I hunted and found some instructions for resizing qcow (qemu copy-on-write) disk images, but they just didn't work for me. Once I converted from qcow (qcow2 actually) to raw, windoze wouldn't boot on the raw image. Gparted didn't show any partitioned drive space either. Then I remembered I'd always wanted to try clonezilla. Perfect. After downloading the bootable clonezilla iso, and the bootable gparted iso, I went to work like so:

First, create a new, bigger drive image (Don't worry, it will start really small and grow as you use the space):

qemu-img create -f qcow2 windoze.qcow2 100G

Next, boot up windoze with this new second hard drive (this also shows some of the extra options I use to get sound and stuff, as well as wrapping it all in aoss so I can hear the annoying windoze boot-up sounds):

aoss kvm -soundhw all -cdrom /dev/cdrom -localtime -m 512 -hda original-windoze.img -hdb windoze.qcow2

I don't know if that was needed, but a "Found New Hardware" bubble came up and I felt good that the second hard drive seemed to have been found.

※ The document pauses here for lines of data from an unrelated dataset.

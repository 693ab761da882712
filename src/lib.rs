//! hublink — client for a real-time duplex hub messaging protocol.
//!
//! ARCHITECTURE
//! ============
//! A [`HubConnection`] negotiates a session over HTTP, opens a websocket to
//! the negotiated target, performs the `{protocol:"json", version:1}`
//! handshake, and then exchanges record-separator-framed JSON envelopes.
//! Inbound messages are routed by their `type` discriminant: invocations to
//! an application callback, completions to the pending-invocation table,
//! everything else back to the caller.
//!
//! The socket and the negotiation exchange sit behind traits
//! ([`Transport`]/[`Connector`]/[`Negotiate`]), so callers can layer their
//! own transports and tests can run without a network.
//!
//! Reconnection, backoff, and heartbeat discipline are deliberately not here;
//! they belong to the caller, above this crate.

pub mod client;
pub mod config;
pub mod dispatch;
pub mod error;
pub mod framing;
pub mod negotiate;
pub mod protocol;
pub mod transport;

pub use client::{ConnectionPhase, HubConnection};
pub use config::ClientConfig;
pub use dispatch::{CompletionOutcome, Dispatched, InvocationHandler, PendingInvocations};
pub use error::ClientError;
pub use negotiate::{
    AvailableTransport, HttpNegotiator, Negotiate, NegotiationRequest, NegotiationResponse,
};
pub use protocol::{Envelope, HandshakeRequest, HandshakeResponse, MessageKind};
pub use transport::{Connector, Transport, TransportError, WsConnector};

Next, boot from the clonezilla CD image:

aoss kvm -soundhw all -cdrom ~/downloads/clonezilla-live-1.0.3-21.iso -localtime -m 512 -hda original-windoze.img -hdb windoze.qcow2 -boot d

Then you go through the clonezilla wizard to clone the one hard drive to the other. This was very straightforward. I went away for a few hours and when I came back it was done. I'm not sure how long it took.

I think I booted windows again at this point with just the new windoze.qcow2 image to make sure it worked, and it did. Amazing.

Then I booted gparted to grow the partition to be the full size of the disk:

aoss kvm -soundhw all -cdrom ~/downloads/gparted-livecd-0.3.4-10.iso -localtime -m 512 -boot d windoze.qcow2 

Gparted was very simple to use and it grew the ntfs partition to the full 100 GB in about 2 seconds. One more reboot back into windows and I had my new, larger virtual hard drive all working. Pretty sweet.

4 comments:

neo said...

Good solution.
and if you pre fdisk the new large disk image, gparted is not needed.
use partition copy in clonezilla.

Anonymous said...

Fantastic. Worked like a charm! Thank you for taking the time to share this "how-to" with us.

Anonymous said...

Nice guide! However it does not work for me. After creating and copying my old partition to the new one with clonezilla I can get (QEMU) to boot the new image. I get an error: "A disk read error occurred". I guess this has to do with me not copying the MBR correctly or something. But I don't quite understand what to choose in clonezilla regarding what to copy and what to generate. Anyone can give any hits about this?

Thanks!

Anonymous said...

Bryan, I hope you are running now avoid the ski slopes. I loved this how to. You demonstrate great comprehension and experience with different technologies from this post.